This means that ugliness (global variables, lack of encapsulation, hard coded limitations, lack of proper test coverage, inability to scale, and so on) often is not a problem. On the other hand, a (big) program that is not fit for purpose (not correct and efficient) never produce much value in the fist place.
Performance (and Scaling)
Golden rule of optimization:
- Don’t
- Experts only: see (1)
This is not entirely true but most of your code is not performance critical. In computing, there are two ways you can get faster:
- Go small: find ways to make your code require less resources
- Go big: assign more resources to run your code
The truth is that modern hardware is extremely powerful. Even a Raspberry Pi V1 (with 700MHz CPU and 512MB RAM) can serve enormous amounts of network requests or crunch amazingly many numbers. If a Raspberry Pi is not enough for you, you either have
- very many users
- a very complicated/large/heavy problem
- coded a solution that mostly wastes resources
If you know that #1 (only) is your case, go ahead and scale out big.
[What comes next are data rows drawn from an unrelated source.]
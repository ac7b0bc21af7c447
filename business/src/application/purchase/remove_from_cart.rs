use std::sync::Arc;

use async_trait::async_trait;

use crate::domain::logger::Logger;
use crate::domain::purchase::errors::PurchaseError;
use crate::domain::purchase::gateway::PurchaseGateway;
use crate::domain::purchase::use_cases::remove_from_cart::RemoveFromCartUseCase;

pub struct RemoveFromCartUseCaseImpl {
    pub gateway: Arc<dyn PurchaseGateway>,
    pub logger: Arc<dyn Logger>,
}

#[async_trait]
impl RemoveFromCartUseCase for RemoveFromCartUseCaseImpl {
    async fn execute(&self, ingredient_id: i64) -> Result<(), PurchaseError> {
        self.logger
            .info(&format!("Removing ingredient {} from cart", ingredient_id));
        self.gateway.remove_from_cart(ingredient_id).await?;
        Ok(())
    }
}
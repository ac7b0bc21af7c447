use serde::{Deserialize, Serialize};

use crate::domain::ingredient::model::Ingredient;

#[derive(Debug, Clone, Copy, PartialEq, Eq, Serialize, Deserialize)]
#[serde(rename_all = "snake_case")]
pub enum RecipeType {
    Quick,
    Slow,
}

impl RecipeType {
    pub fn code(self) -> i32 {
        match self {
            RecipeType::Quick => 0,
            RecipeType::Slow => 1,
        }
    }

    pub fn from_code(code: i32) -> Option<Self> {
        match code {
            0 => Some(RecipeType::Quick),
            1 => Some(RecipeType::Slow),
            _ => None,
        }
    }
}

impl std::fmt::Display for RecipeType {
    fn fmt(&self, f: &mut std::fmt::Formatter<'_>) -> std::fmt::Result {
        match self {
            RecipeType::Quick => write!(f, "quick"),
            RecipeType::Slow => write!(f, "slow"),
        }
    }
}

impl std::str::FromStr for RecipeType {
    type Err = String;

    fn from_str(s: &str) -> Result<Self, Self::Err> {
        match s {
            "quick" => Ok(RecipeType::Quick),
            "slow" => Ok(RecipeType::Slow),
            _ => Err(format!("Invalid recipe type: {}", s)),
        }
    }
}

/// Catalog metadata for a recipe. `ingredient_ids` is a membership set; the
/// backend may omit it on list rows, so expanding a recipe into cart
/// additions always goes through the detail endpoint.
#[derive(Debug, Clone, PartialEq)]
pub struct Recipe {
    pub id: i64,
    pub name: String,
    pub recipe_type: RecipeType,
    pub description: String,
    pub cover_url: Option<String>,
    pub ingredient_ids: Vec<i64>,
}

impl Recipe {
    /// Constructor for data already held by the backend (no validation).
    pub fn from_gateway(
        id: i64,
        name: String,
        recipe_type: RecipeType,
        description: String,
        cover_url: Option<String>,
        ingredient_ids: Vec<i64>,
    ) -> Self {
        Self {
            id,
            name,
            recipe_type,
            description,
            cover_url,
            ingredient_ids,
        }
    }
}

/// Feasibility of cooking a recipe against current stock.
#[derive(Debug, Clone)]
pub struct RecipeCheck {
    pub can_make: bool,
    pub missing_ingredients: Vec<Ingredient>,
}

#[cfg(test)]
mod tests {
    use super::*;

    #[test]
    fn should_round_trip_recipe_type_codes() {
        for recipe_type in [RecipeType::Quick, RecipeType::Slow] {
            assert_eq!(RecipeType::from_code(recipe_type.code()), Some(recipe_type));
        }
        assert_eq!(RecipeType::from_code(2), None);
    }
}
use async_trait::async_trait;

use crate::domain::ingredient::errors::IngredientError;
use crate::domain::ingredient::model::{IngredientCategory, StorageType};

pub struct CreateIngredientParams {
    pub name: String,
    pub category: IngredientCategory,
    pub shelf_life_days: i64,
    pub storage_type: StorageType,
    pub image_url: Option<String>,
}

#[async_trait]
pub trait CreateIngredientUseCase: Send + Sync {
    async fn execute(&self, params: CreateIngredientParams) -> Result<(), IngredientError>;
}
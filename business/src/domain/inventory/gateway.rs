use async_trait::async_trait;

use crate::domain::errors::GatewayError;

use super::model::{InventoryDraft, InventoryEntry};

#[async_trait]
pub trait InventoryGateway: Send + Sync {
    async fn list(&self) -> Result<Vec<InventoryEntry>, GatewayError>;
    /// Manual stocking; the draft carries the client-derived expiry date.
    async fn add(&self, draft: &InventoryDraft) -> Result<(), GatewayError>;
    async fn update(&self, entry: &InventoryEntry) -> Result<(), GatewayError>;
    async fn remove(&self, id: i64) -> Result<(), GatewayError>;
    /// Consumes one batch of the ingredient, keyed by ingredient id.
    async fn consume(&self, ingredient_id: i64) -> Result<(), GatewayError>;
}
Be sure to know your bottlenecks and seriously consider your storage model.
If #2 is your case you need to sit down and think.
If #3 is your case, you should have stayed small from the beginning. It is probably cheaper to rewrite significant parts of your solution in C (or another language that uses minimal resources) and keeping all data in RAM, than it is to scale your code out.
Availability (and Redundancy)
You may need high availability: downtime, unexpected or not, is expensive.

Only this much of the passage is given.